## ACTION ITEM
A complete answer lists every line of the entries below where the string "content" appears.

[Opening MATERIAL FOR THIS TASK section]

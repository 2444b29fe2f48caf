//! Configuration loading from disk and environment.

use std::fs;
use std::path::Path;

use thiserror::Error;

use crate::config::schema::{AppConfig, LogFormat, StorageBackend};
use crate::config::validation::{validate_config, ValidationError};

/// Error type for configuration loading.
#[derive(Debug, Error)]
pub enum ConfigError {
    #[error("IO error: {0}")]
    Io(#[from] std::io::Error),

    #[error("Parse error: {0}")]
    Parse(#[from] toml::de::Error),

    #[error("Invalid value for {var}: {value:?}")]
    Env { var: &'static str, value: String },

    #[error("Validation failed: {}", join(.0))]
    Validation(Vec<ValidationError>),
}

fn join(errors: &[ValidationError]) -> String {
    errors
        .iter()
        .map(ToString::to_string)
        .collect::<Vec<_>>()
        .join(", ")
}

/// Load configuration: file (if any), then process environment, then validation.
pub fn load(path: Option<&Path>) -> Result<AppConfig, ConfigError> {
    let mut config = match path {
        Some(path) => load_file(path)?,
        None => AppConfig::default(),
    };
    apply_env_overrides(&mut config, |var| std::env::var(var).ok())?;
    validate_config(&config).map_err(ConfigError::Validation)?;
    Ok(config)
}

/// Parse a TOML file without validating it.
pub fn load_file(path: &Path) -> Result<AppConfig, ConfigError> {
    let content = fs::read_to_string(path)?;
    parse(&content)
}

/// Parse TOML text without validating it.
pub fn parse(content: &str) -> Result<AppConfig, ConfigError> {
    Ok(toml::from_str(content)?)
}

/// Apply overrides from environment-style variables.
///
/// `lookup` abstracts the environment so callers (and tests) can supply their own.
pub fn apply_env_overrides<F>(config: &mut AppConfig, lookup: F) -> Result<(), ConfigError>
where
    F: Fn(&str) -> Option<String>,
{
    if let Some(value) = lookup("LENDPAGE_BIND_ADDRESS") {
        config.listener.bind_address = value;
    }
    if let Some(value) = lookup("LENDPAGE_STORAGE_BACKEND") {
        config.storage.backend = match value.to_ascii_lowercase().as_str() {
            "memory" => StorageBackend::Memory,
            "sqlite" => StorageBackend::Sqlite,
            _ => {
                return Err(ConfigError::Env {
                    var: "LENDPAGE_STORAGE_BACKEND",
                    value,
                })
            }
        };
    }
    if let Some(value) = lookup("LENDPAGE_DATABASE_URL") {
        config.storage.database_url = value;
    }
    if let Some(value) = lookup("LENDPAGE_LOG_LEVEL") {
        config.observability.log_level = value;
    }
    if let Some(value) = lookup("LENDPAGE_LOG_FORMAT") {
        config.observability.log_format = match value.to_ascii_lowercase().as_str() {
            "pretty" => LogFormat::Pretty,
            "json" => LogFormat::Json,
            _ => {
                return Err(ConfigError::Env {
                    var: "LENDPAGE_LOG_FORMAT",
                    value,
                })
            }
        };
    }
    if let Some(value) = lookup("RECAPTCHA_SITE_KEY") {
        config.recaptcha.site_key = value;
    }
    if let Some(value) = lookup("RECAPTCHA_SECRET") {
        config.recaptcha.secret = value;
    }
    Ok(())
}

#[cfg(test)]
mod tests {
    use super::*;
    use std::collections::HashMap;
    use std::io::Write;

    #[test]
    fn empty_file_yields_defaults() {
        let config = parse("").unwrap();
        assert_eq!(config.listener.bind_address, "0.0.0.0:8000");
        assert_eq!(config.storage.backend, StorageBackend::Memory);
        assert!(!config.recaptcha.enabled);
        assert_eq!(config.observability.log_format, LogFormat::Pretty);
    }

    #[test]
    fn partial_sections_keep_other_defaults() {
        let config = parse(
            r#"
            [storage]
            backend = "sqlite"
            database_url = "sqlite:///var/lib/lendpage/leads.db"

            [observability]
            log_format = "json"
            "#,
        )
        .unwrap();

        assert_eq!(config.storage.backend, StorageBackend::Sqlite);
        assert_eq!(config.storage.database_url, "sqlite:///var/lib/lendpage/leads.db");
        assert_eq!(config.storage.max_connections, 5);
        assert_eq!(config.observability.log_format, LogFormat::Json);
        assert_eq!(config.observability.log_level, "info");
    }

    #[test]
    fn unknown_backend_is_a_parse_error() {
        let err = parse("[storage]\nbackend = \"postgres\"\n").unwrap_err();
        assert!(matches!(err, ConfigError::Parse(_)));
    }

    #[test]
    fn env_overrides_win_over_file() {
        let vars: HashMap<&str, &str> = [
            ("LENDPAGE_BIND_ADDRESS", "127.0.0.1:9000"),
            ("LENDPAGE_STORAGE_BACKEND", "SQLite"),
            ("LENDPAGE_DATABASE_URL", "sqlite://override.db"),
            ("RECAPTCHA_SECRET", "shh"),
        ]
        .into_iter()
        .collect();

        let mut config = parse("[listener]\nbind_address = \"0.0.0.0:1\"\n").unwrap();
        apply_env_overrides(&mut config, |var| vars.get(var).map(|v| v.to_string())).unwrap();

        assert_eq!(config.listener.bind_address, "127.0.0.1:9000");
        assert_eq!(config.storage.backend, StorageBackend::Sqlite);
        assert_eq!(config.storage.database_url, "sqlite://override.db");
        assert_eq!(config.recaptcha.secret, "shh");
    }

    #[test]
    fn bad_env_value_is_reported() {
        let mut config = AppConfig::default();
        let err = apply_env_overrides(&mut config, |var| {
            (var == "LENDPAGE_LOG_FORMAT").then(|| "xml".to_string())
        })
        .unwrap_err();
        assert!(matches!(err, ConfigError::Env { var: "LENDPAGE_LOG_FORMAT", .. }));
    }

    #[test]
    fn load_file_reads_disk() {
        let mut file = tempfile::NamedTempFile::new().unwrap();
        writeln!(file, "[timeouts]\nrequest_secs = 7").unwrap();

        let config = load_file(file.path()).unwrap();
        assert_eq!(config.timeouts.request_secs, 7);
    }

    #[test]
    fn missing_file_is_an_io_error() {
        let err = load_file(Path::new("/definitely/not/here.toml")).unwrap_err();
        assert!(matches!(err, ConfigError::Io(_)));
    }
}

[Closing MATERIAL FOR THIS TASK section]

## WRITTEN SOLUTION
    let content = fs::read_to_string(path)?;
    parse(&content)
pub fn parse(content: &str) -> Result<AppConfig, ConfigError> {
    Ok(toml::from_str(content)?)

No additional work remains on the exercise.